**What you have to do**
When a line in the listing below contains the word "card", return a copy of that line.

########

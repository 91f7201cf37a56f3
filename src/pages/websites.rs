//! Websites Page
//!
//! Tracked websites with their tracking ids. New domains are sanitised and
//! validated locally before the request goes out.

use crm_core::feedback::website_create_message;
use crm_core::models::{display_date, Website, WebsiteDraft};
use crm_core::validation::prepare_domain;
use crm_core::{Draft, Remote};
use leptos::prelude::*;
use leptos::task::spawn_local;

use crate::components::{CopyButton, RemoteView};
use crate::context::use_auth;
use crate::remote::load;

#[derive(Debug, Clone, PartialEq, Default)]
struct WebsiteInputs {
    domain: String,
    name: String,
}

#[component]
pub fn WebsitesPage() -> impl IntoView {
    let auth = use_auth();
    let websites = RwSignal::new(Remote::<Vec<Website>>::Loading);
    let draft = RwSignal::new(Draft::<WebsiteInputs>::default());
    let (saving, set_saving) = signal(false);

    let api = auth.api();
    load("Websites", websites, async move { api.list_websites().await });

    let on_submit = move |ev: web_sys::SubmitEvent| {
        ev.prevent_default();
        let inputs = draft.with_untracked(|d| d.value.clone());
        let domain = match prepare_domain(&inputs.domain) {
            Ok(domain) => domain,
            Err(message) => {
                draft.update(|d| d.error = Some(message.to_string()));
                return;
            }
        };
        let name = inputs.name.trim();
        let body = WebsiteDraft {
            domain,
            name: (!name.is_empty()).then(|| name.to_string()),
        };

        draft.update(|d| d.error = None);
        set_saving.set(true);
        let api = auth.api();
        spawn_local(async move {
            match api.create_website(&body).await {
                Ok(website) => {
                    tracing::info!("[Websites] Added {}", website.domain);
                    websites.update(|remote| {
                        remote.update(|list| list.push(website));
                    });
                    draft.update(|d| d.cancel());
                }
                Err(e) => {
                    tracing::error!("[Websites] Create failed: {}", e);
                    draft.update(|d| d.error = Some(website_create_message(&e).to_string()));
                }
            }
            set_saving.set(false);
        });
    };

    view! {
        <div class="page">
            <div class="page-header">
                <h1 class="page-title">"Websites"</h1>
                <Show when=move || !draft.with(|d| d.is_open())>
                    <button class="btn-primary" on:click=move |_| draft.set(Draft::create(WebsiteInputs::default()))>
                        "Add Website"
                    </button>
                </Show>
            </div>

            <Show when=move || draft.with(|d| d.is_open())>
                <form class="card inline-form" on:submit=on_submit>
                    <label class="field">
                        <span>"Domain"</span>
                        <input
                            type="text"
                            placeholder="example.com"
                            prop:value=move || draft.with(|d| d.value.domain.clone())
                            on:input=move |ev| {
                                let value = event_target_value(&ev);
                                draft.update(|d| d.value.domain = value);
                            }
                        />
                    </label>
                    <label class="field">
                        <span>"Name (optional)"</span>
                        <input
                            type="text"
                            prop:value=move || draft.with(|d| d.value.name.clone())
                            on:input=move |ev| {
                                let value = event_target_value(&ev);
                                draft.update(|d| d.value.name = value);
                            }
                        />
                    </label>
                    {move || draft.with(|d| d.error.clone()).map(|msg| view! { <div class="form-error">{msg}</div> })}
                    <div class="form-actions">
                        <button type="button" class="btn-secondary" on:click=move |_| draft.update(|d| d.cancel())>
                            "Cancel"
                        </button>
                        <button type="submit" class="btn-primary" disabled=move || saving.get()>
                            {move || if saving.get() { "Adding..." } else { "Add" }}
                        </button>
                    </div>
                </form>
            </Show>

            <RemoteView state=websites render={|list: Vec<Website>| {
                if list.is_empty() {
                    return view! { <p class="empty">"No websites yet."</p> }.into_any();
                }
                view! {
                    <div class="card list">
                        {list.into_iter().map(|site| view! { <WebsiteRow site=site /> }).collect_view()}
                    </div>
                }
                .into_any()
            }} />
        </div>
    }
}

#[component]
fn WebsiteRow(site: Website) -> impl IntoView {
    let tracking_id = site.tracking_id.clone();
    view! {
        <div class="list-row">
            <div class="list-main">
                <div class="list-title">{site.name.clone().unwrap_or_else(|| site.domain.clone())}</div>
                <div class="list-sub">{site.domain.clone()} " · added " {display_date(&site.created_at)}</div>
            </div>
            <code class="tracking-id">{tracking_id.clone()}</code>
            <CopyButton text=tracking_id />
            {if site.is_active {
                view! { <span class="badge active">"Active"</span> }.into_any()
            } else {
                view! { <span class="badge inactive">"Inactive"</span> }.into_any()
            }}
        </div>
    }
}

########

**Result of the task**
                <form class="card inline-form" on:submit=on_submit>
                    <div class="card list">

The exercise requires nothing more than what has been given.